1. A storage container assembly comprising:

a plurality of substantially rectangular open-topped inner containers, each said inner container having a bottom defined by a planar rectangular bottom wall, a pair of opposed substantially identical end walls extending perpendicularly upwardly from the bottom wall of the respective inner container and a pair of opposed substantially rectangular sidewalls extending perpendicularly upwardly from the bottom wall of the respective inner container, each of said side and end walls of each of said open-topped inner containers having a top edge, said top edges of said side and end walls defining an open top for each said open-topped inner container, each said inner container defining an outside width substantially equal to a selected width dimension and an outside length substantially equal to a selected integer multiple of the selected width dimension, the outside width adjacent the bottom wall of each said container being greater than an inside width adjacent said top edges of said container to prevent said containers from nesting in one another, each said inner container further defining a height equal to a selected height dimension; and

a substantially rectangular open-topped outer container unitarily molded from a plastic material and having a bottom wall with an inner surface, a pair of opposed rectangular end walls extending perpendicularly from the bottom wall of the outer container and a pair of opposed rectangular sidewalls extending perpendicularly from the bottom wall of the outer container, the side walls being spaced from one another by substantially twice the selected width dimension, the end walls being spaced from one another by a selected integer multiple of the selected width dimension, a hand grip opening formed in each of the end walls of the outer container at locations centrally between the respective sidewalls, each hand grip opening having opposed upper and lower surfaces, the upper surface of each hand grip opening being more than twice the selected height dimension from the inner surface of the bottom wall of the outer container; and

wherein the inner containers define a lower tier of inner containers slidably supported on the inner surface of the bottom wall of the outer container and an upper tier of inner containers having the planar bottom walls slidably supported on the lower tier of inner containers and thereby disposed lower than the upper surface of the hand grip openings, thereby facilitating access to contents of the respective inner containers.

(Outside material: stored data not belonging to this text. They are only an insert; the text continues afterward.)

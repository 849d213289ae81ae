//! Error types for the forecast-lab toolkit.

use thiserror::Error;

/// Result type alias for toolkit operations.
pub type Result<T> = std::result::Result<T, ForecastError>;

/// Errors that can occur while building features, splitting, fitting or evaluating.
///
/// Skipped folds and infinite metric values are not errors; they are
/// reported through the normal return values.
#[derive(Error, Debug, Clone, PartialEq)]
pub enum ForecastError {
    /// Invalid or inconsistent configuration: unknown statistic, missing
    /// column, non-positive window or lag, impossible CV recipe.
    #[error("configuration error: {0}")]
    Configuration(String),

    /// Malformed input data: duplicate or unordered timestamps, missing
    /// reference points, unparsable values.
    #[error("data error: {0}")]
    Data(String),

    /// Input data is empty.
    #[error("empty input data")]
    EmptyData,

    /// Insufficient data points for the operation.
    #[error("insufficient data: need at least {needed}, got {got}")]
    InsufficientData { needed: usize, got: usize },

    /// Dimension mismatch between data structures.
    #[error("dimension mismatch: expected {expected}, got {got}")]
    DimensionMismatch { expected: usize, got: usize },

    /// Model has not been fitted yet.
    #[error("model must be fitted before prediction")]
    FitRequired,

    /// Numerical failure inside a model.
    #[error("computation error: {0}")]
    ComputationError(String),

    /// Filesystem failure while loading data or writing runs and reports.
    #[error("io error: {0}")]
    Io(String),
}

impl ForecastError {
    /// Configuration error for a column that is not present in a frame.
    pub fn missing_column(name: &str) -> Self {
        Self::Configuration(format!("missing column '{name}'"))
    }

    /// Whether this is a configuration error.
    pub fn is_configuration(&self) -> bool {
        matches!(self, Self::Configuration(_))
    }

    /// Whether this is a data error.
    pub fn is_data(&self) -> bool {
        matches!(self, Self::Data(_))
    }
}

impl From<std::io::Error> for ForecastError {
    fn from(err: std::io::Error) -> Self {
        Self::Io(err.to_string())
    }
}

impl From<csv::Error> for ForecastError {
    fn from(err: csv::Error) -> Self {
        if err.is_io_error() {
            Self::Io(err.to_string())
        } else {
            Self::Data(format!("csv: {err}"))
        }
    }
}

impl From<serde_yaml::Error> for ForecastError {
    fn from(err: serde_yaml::Error) -> Self {
        Self::Configuration(format!("yaml: {err}"))
    }
}

impl From<serde_json::Error> for ForecastError {
    fn from(err: serde_json::Error) -> Self {
        Self::Data(format!("json: {err}"))
    }
}

#[cfg(test)]
mod tests {
    use super::*;

    #[test]
    fn error_messages_are_descriptive() {
        let err = ForecastError::EmptyData;
        assert_eq!(err.to_string(), "empty input data");

        let err = ForecastError::InsufficientData { needed: 10, got: 5 };
        assert_eq!(
            err.to_string(),
            "insufficient data: need at least 10, got 5"
        );

        let err = ForecastError::missing_column("y");
        assert_eq!(err.to_string(), "configuration error: missing column 'y'");

        let err = ForecastError::Data("duplicate timestamp".to_string());
        assert_eq!(err.to_string(), "data error: duplicate timestamp");

        let err = ForecastError::FitRequired;
        assert_eq!(err.to_string(), "model must be fitted before prediction");
    }

    #[test]
    fn classification_helpers() {
        assert!(ForecastError::missing_column("x").is_configuration());
        assert!(!ForecastError::missing_column("x").is_data());
        assert!(ForecastError::Data("bad".into()).is_data());
        assert!(!ForecastError::EmptyData.is_configuration());
    }

    #[test]
    fn io_errors_convert() {
        let io = std::io::Error::new(std::io::ErrorKind::NotFound, "gone");
        let err: ForecastError = io.into();
        assert!(matches!(err, ForecastError::Io(msg) if msg.contains("gone")));
    }

    #[test]
    fn yaml_errors_are_configuration_errors() {
        let parsed: std::result::Result<Vec<u32>, _> = serde_yaml::from_str("[1, -2]");
        let err: ForecastError = parsed.unwrap_err().into();
        assert!(err.is_configuration());
    }

    #[test]
    fn errors_are_clonable_and_comparable() {
        let err1 = ForecastError::EmptyData;
        let err2 = err1.clone();
        assert_eq!(err1, err2);
    }
}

2. The assembly of claim 1, wherein the lower surface of each such hand grip opening is at least twice the selected height dimension from the inner surface of the bottom wall of the outer container.

3. The assembly of claim 1, wherein the end walls of the outer container are spaced from one another by three times the selected width dimension.

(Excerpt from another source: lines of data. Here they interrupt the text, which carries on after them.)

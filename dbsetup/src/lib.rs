//! Command-line front-end for dbsetup.
//!
//! The binary in `main.rs` only loads `.env`, parses arguments, sets up
//! logging and exits with the [`RunStatus`] code; command handling lives
//! here so it can be tested without spawning a process.

pub mod output;

use clap::{Args, Parser, Subcommand};
use dbsetup_core::{
    ConnectionParams, DbSetupError, Framework, Pipeline, Result, RuleSet, RuleSetSpec, RunStatus,
    SqlConnection, resolve_connection,
};
use std::io::{self, BufRead, IsTerminal, Write};
use std::path::{Path, PathBuf};
use std::sync::Arc;
use tracing::{error, info, warn};

/// CLI argument structure
#[derive(Debug, Parser)]
#[command(name = "dbsetup")]
#[command(about = "Run the SQL migrations of a FiveM server for its framework")]
#[command(version)]
#[command(long_about = "
dbsetup - FiveM database setup

Finds every .sql file of a FiveM server, keeps the ones that belong to the
selected framework and runs each of them in its own transaction.

CONNECTION:
  --database-url or DATABASE_URL (also read from .env), otherwise the
  `set mysql_connection_string` line of the nearest server.cfg.

FRAMEWORKS:
  qbcore, qbx, ox, esx, other (run every file not blacklisted)

EXIT CODES:
  0  all files succeeded, or nothing to run
  1  configuration or connection failure, nothing executed
  2  some files failed

EXAMPLES:
  dbsetup run --framework qbcore --root /srv/fivem
  dbsetup plan --framework esx --root ./resources
  dbsetup rules > rules.json
")]
pub struct Cli {
    #[command(flatten)]
    pub global: GlobalArgs,

    #[command(subcommand)]
    pub command: Command,
}

/// Available CLI commands
#[derive(Debug, Subcommand)]
pub enum Command {
    /// Execute the SQL files selected for a framework
    Run(RunArgs),
    /// Show which files would run, without touching the database
    Plan(PlanArgs),
    /// Print the built-in framework rules as JSON
    Rules,
}

/// Arguments of `dbsetup run`
#[derive(Debug, Args)]
pub struct RunArgs {
    /// Target framework; prompted for when omitted on an interactive terminal
    #[arg(short, long, value_parser = parse_target)]
    pub framework: Option<Framework>,

    /// Directory to start the search from
    #[arg(long, default_value = ".")]
    pub root: PathBuf,

    /// Database connection string
    #[arg(
        long,
        env = "DATABASE_URL",
        hide_env_values = true,
        help = "mysql:// URI or user=...;database=... string (credentials are never logged)"
    )]
    pub database_url: Option<String>,

    /// JSON rule file replacing the built-in rules
    #[arg(long, value_name = "FILE")]
    pub rules: Option<PathBuf>,

    /// Write a JSON report of the run
    #[arg(long, value_name = "FILE")]
    pub report: Option<PathBuf>,
}

/// Arguments of `dbsetup plan`
#[derive(Debug, Args)]
pub struct PlanArgs {
    /// Target framework
    #[arg(short, long, value_parser = parse_target)]
    pub framework: Framework,

    /// Directory to scan for SQL files
    #[arg(long, default_value = ".")]
    pub root: PathBuf,

    /// JSON rule file replacing the built-in rules
    #[arg(long, value_name = "FILE")]
    pub rules: Option<PathBuf>,
}

/// Flags shared by every command
#[derive(Debug, Args)]
pub struct GlobalArgs {
    /// Increase verbosity
    #[arg(
        short,
        long,
        global = true,
        action = clap::ArgAction::Count,
        help = "Increase verbosity (-v, -vv, -vvv)"
    )]
    pub verbose: u8,

    /// Suppress output
    #[arg(short, long, global = true, help = "Suppress all log output except errors")]
    pub quiet: bool,
}

/// Parses a run target. `unknown` is a classifier result, not a target.
///
/// # Errors
/// Returns a message listing the accepted names.
pub fn parse_target(value: &str) -> std::result::Result<Framework, String> {
    match value.parse::<Framework>() {
        Ok(framework) if Framework::TARGETS.contains(&framework) => Ok(framework),
        Ok(_) => Err("expected one of: qbcore, qbx, ox, esx, other".to_string()),
        Err(e) => Err(e.to_string()),
    }
}

/// Executes the parsed command and reports how the run ended.
///
/// Errors are printed here; the caller only maps the status to an exit
/// code.
pub async fn execute_cli(cli: &Cli) -> RunStatus {
    let result = match &cli.command {
        Command::Run(args) => run(args).await,
        Command::Plan(args) => plan(args),
        Command::Rules => print_rules(),
    };

    match result {
        Ok(status) => {
            info!("Finished: {}", status);
            status
        }
        // Errors only escape before any file has been executed.
        Err(e) => {
            error!("{}", e);
            eprintln!("Error: {}", e);
            RunStatus::SetupFailed
        }
    }
}

async fn run(args: &RunArgs) -> Result<RunStatus> {
    let target = match args.framework {
        Some(framework) => framework,
        None => prompt_for_target()?,
    };
    let pipeline = Pipeline::new(load_rules(args.rules.as_deref())?);

    let resolved = resolve_connection(args.database_url.as_deref(), &args.root)?;
    println!("Database: {} (from {})", resolved.params, resolved.source);
    println!("Scanning: {}", resolved.scan_root.display());

    let plan = pipeline.plan(&resolved.scan_root, target)?;
    if plan.included_count() == 0 {
        println!("No SQL files to execute for {}", target.label());
        return Ok(RunStatus::NothingToRun);
    }
    println!(
        "Executing {} SQL files for {}",
        plan.included_count(),
        target.label()
    );

    let mut session = open_session(&resolved.params).await?;
    let summary = pipeline
        .run(session.as_mut(), &plan, output::print_progress)
        .await;

    if let Err(e) = output::write_summary(&summary, &mut io::stdout().lock()) {
        warn!("Could not print summary: {}", e);
    }
    if let Some(path) = &args.report {
        match output::write_report(&summary, path).await {
            Ok(()) => println!("Report written to {}", path.display()),
            Err(e) => error!("{:#}", e),
        }
    }

    Ok(summary.status())
}

fn plan(args: &PlanArgs) -> Result<RunStatus> {
    let pipeline = Pipeline::new(load_rules(args.rules.as_deref())?);
    let plan = pipeline.plan(&args.root, args.framework)?;

    output::write_plan(&plan, &mut io::stdout().lock())
        .map_err(|e| DbSetupError::io("Failed to print plan", e))?;

    Ok(if plan.included_count() == 0 {
        RunStatus::NothingToRun
    } else {
        RunStatus::Succeeded
    })
}

fn print_rules() -> Result<RunStatus> {
    println!("{}", RuleSetSpec::builtin().to_json()?);
    Ok(RunStatus::Succeeded)
}

/// Compiles the rules from `path`, or the built-in rules.
///
/// # Errors
/// Returns an error if the file cannot be read or does not compile.
pub fn load_rules(path: Option<&Path>) -> Result<Arc<RuleSet>> {
    let spec = match path {
        Some(path) => {
            info!("Loading rules from {}", path.display());
            RuleSetSpec::from_json_file(path)?
        }
        None => RuleSetSpec::builtin(),
    };
    Ok(Arc::new(RuleSet::compile(&spec)?))
}

#[cfg(feature = "mysql")]
async fn open_session(params: &ConnectionParams) -> Result<Box<dyn SqlConnection>> {
    let session = dbsetup_core::MySqlSession::connect(params).await?;
    Ok(Box::new(session))
}

#[cfg(not(feature = "mysql"))]
async fn open_session(_params: &ConnectionParams) -> Result<Box<dyn SqlConnection>> {
    Err(DbSetupError::configuration(
        "MySQL support not available. Compile with --features mysql",
    ))
}

fn prompt_for_target() -> Result<Framework> {
    let stdin = io::stdin();
    if !stdin.is_terminal() {
        return Err(DbSetupError::configuration(
            "--framework is required when stdin is not a terminal",
        ));
    }
    prompt_framework(&mut stdin.lock(), &mut io::stdout())
}

/// Shows the numbered framework menu and reads choices until one is valid.
///
/// # Errors
/// Returns a configuration error if input ends before a valid choice.
pub fn prompt_framework(input: &mut impl BufRead, out: &mut impl Write) -> Result<Framework> {
    let io_error = |e| DbSetupError::io("Failed to read framework choice", e);

    writeln!(out, "Select your FiveM framework:").map_err(io_error)?;
    for (number, framework) in (1..).zip(Framework::TARGETS) {
        writeln!(out, "  {}. {}", number, framework.label()).map_err(io_error)?;
    }

    let mut line = String::new();
    loop {
        write!(out, "Enter the number for your framework: ").map_err(io_error)?;
        out.flush().map_err(io_error)?;

        line.clear();
        if input.read_line(&mut line).map_err(io_error)? == 0 {
            return Err(DbSetupError::configuration("No framework selected"));
        }

        let choice = line
            .trim()
            .parse::<usize>()
            .ok()
            .and_then(|number| number.checked_sub(1))
            .and_then(|index| Framework::TARGETS.get(index).copied());
        match choice {
            Some(framework) => return Ok(framework),
            None => {
                writeln!(out, "Invalid choice. Please enter a valid number.").map_err(io_error)?;
            }
        }
    }
}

4. The assembly of claim 1, wherein at least two of the inner containers define an outside length substantially equal to the selected width dimension.

5. The assembly of claim 1, wherein at least one of the inner containers define an outside length of approximately twice the selected width dimension.

6. The assembly of claim 1, wherein at least one of the inner containers has a diagonal insert extending between diagonally opposed corners of the inner container for dividing the inner container into two substantially triangular inner container halves.

7. The assembly of claim 1, wherein the outer container is unitarily molded from a plastic material and has the bottom wall, the sidewalls and the end walls thereof being at least partly of lattice construction.

8. The assembly of claim 7, wherein the inner containers each are unitarily formed of galvanized metal.